The problem is that you can't determine the different probabilities between being in a "fair" reality and being a Boltzmann brain without running into Agrippa's trilemma. You are assuming that your experience can tell you something about the probability, i.e. your experiences are "fair", but then you are begging the question, because the question is: Are your experiences "fair" or that of a Boltzmann brain. And you can't start by assuming that reality is "fair", when you ask if reality is "fair"?
So it's solipsism approached from a different direction.

Yes, if we can't trust our senses, it is theoretically possible that only I/you/someone exist(s), that we are a brain in a vat, a thermodynamic anomaly, the dream of an extradimensional squid monster...

How does Boltzmann's thermodynamic approach offer us a new perspective?

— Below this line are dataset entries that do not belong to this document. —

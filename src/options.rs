use std::{fmt, sync::Arc};

use serde::Deserialize;

use crate::{Error, Result};

/// Upper bound on `max_retries`; beyond this the wait schedule is meaningless.
pub const MAX_RETRIES_LIMIT: usize = 32;

/// Replacement for the exponential wait formula, mapping a retry count to milliseconds.
#[derive(Clone)]
pub struct WaitOverride(Arc<dyn Fn(usize) -> u64 + Send + Sync>);

impl WaitOverride {
    pub fn new(f: impl Fn(usize) -> u64 + Send + Sync + 'static) -> Self {
        Self(Arc::new(f))
    }

    pub(crate) fn wait_ms(&self, retry_count: usize) -> u64 {
        (self.0)(retry_count)
    }
}

impl fmt::Debug for WaitOverride {
    fn fmt(&self, f: &mut fmt::Formatter<'_>) -> fmt::Result {
        f.write_str("WaitOverride(<fn>)")
    }
}

/// Callback told about every failed attempt that is about to be retried.
#[derive(Clone)]
pub struct FailureNotifier(Arc<dyn Fn(&Error) + Send + Sync>);

impl FailureNotifier {
    pub fn new(f: impl Fn(&Error) + Send + Sync + 'static) -> Self {
        Self(Arc::new(f))
    }

    pub(crate) fn notify(&self, err: &Error) {
        (self.0)(err)
    }
}

impl fmt::Debug for FailureNotifier {
    fn fmt(&self, f: &mut fmt::Formatter<'_>) -> fmt::Result {
        f.write_str("FailureNotifier(<fn>)")
    }
}

/// Backoff schedule parameters.
///
/// The wait before retry `n` (0-based) is `round(initial_timeout_ms * growth_factor^n)`
/// unless an override is installed.
#[derive(Clone, Debug, Deserialize)]
#[serde(default)]
pub struct BackoffConfig {
    /// Wait before the first retry, in milliseconds.
    pub initial_timeout_ms: u64,
    /// Multiplier applied per further retry.
    pub growth_factor: f64,
    /// Maximum number of retries after the initial attempt.
    pub max_retries: usize,
    /// Treat `500 Internal Server Error` as transient.
    pub retry_internal_server_error: bool,
    #[serde(skip)]
    pub override_wait: Option<WaitOverride>,
}

impl Default for BackoffConfig {
    fn default() -> Self {
        Self {
            initial_timeout_ms: 2_000,
            growth_factor: 1.4,
            max_retries: 5,
            retry_internal_server_error: false,
            override_wait: None,
        }
    }
}

impl BackoffConfig {
    /// Installs a custom wait function, typically to make tests fast and deterministic.
    pub fn with_override(mut self, f: impl Fn(usize) -> u64 + Send + Sync + 'static) -> Self {
        self.override_wait = Some(WaitOverride::new(f));
        self
    }

    pub fn validate(&self) -> Result<()> {
        if !self.growth_factor.is_finite() || self.growth_factor < 1.0 {
            return Err(Error::Config(format!(
                "growth_factor must be a finite number >= 1.0, got {}",
                self.growth_factor
            )));
        }
        if self.max_retries > MAX_RETRIES_LIMIT {
            return Err(Error::Config(format!(
                "max_retries must be at most {MAX_RETRIES_LIMIT}, got {}",
                self.max_retries
            )));
        }
        Ok(())
    }
}

/// Configures request timeout, backoff and retry behavior of a [`QueueClient`](crate::QueueClient).
#[derive(Clone, Debug, Deserialize)]
#[serde(default)]
pub struct QueueOptions {
    /// Per-request timeout in milliseconds, re-armed for every attempt.
    pub timeout_ms: u64,
    pub backoff: BackoffConfig,
    /// Retry transient failures for requests that do not decide for themselves.
    pub retry_enabled: bool,
    /// Fallback notifier for requests without their own failure callback.
    #[serde(skip)]
    pub connection_error_handler: Option<FailureNotifier>,
}

impl Default for QueueOptions {
    fn default() -> Self {
        Self {
            timeout_ms: 10_000,
            backoff: BackoffConfig::default(),
            retry_enabled: false,
            connection_error_handler: None,
        }
    }
}

impl QueueOptions {
    pub fn with_connection_error_handler(
        mut self,
        handler: impl Fn(&Error) + Send + Sync + 'static,
    ) -> Self {
        self.connection_error_handler = Some(FailureNotifier::new(handler));
        self
    }

    pub fn validate(&self) -> Result<()> {
        if self.timeout_ms == 0 {
            return Err(Error::Config("timeout_ms must be greater than zero".to_owned()));
        }
        self.backoff.validate()
    }
}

And if we can't make any assumptions based on the feedback our minds receive from what appears to be the external world, then we have no reason to assume we even exist in the first place, and it all turns into infinitely regressing navelgazing.
 
Nor can I observe an electron directly, but there are well-known techniques to detect them and study their properties. The fact that I don't know what it's like to experience being an electron is of no particular importance, and neither is the fact that I can't experience living someone else's happy life. Both are nevertheless amenable to study.

Dave

Yes, I didn't answer that in a correct manner, because you pointed out in an indirect manner, what I left out. An electron is objective, a happy life is subjective.

A scientist look at a human saying - I have a happy life - isn't looking at something which is objective and the scientist can't replicate that using science.
It gets worse with morality and ethics.
 
So it's solipsism approached from a different direction.

Yes, if we can't trust our senses, it is theoretically possible that only I/you/someone exist(s), that we are a brain in a vat, a thermodynamic anomaly, the dream of an extradimensional squid monster...

How does Boltzmann's thermodynamic approach offer us a new perspective?

And if we can't make any assumptions based on the feedback our minds receive from what appears to be the external world, then we have no reason to assume we even exist in the first place, and it all turns into infinitely regressing navelgazing.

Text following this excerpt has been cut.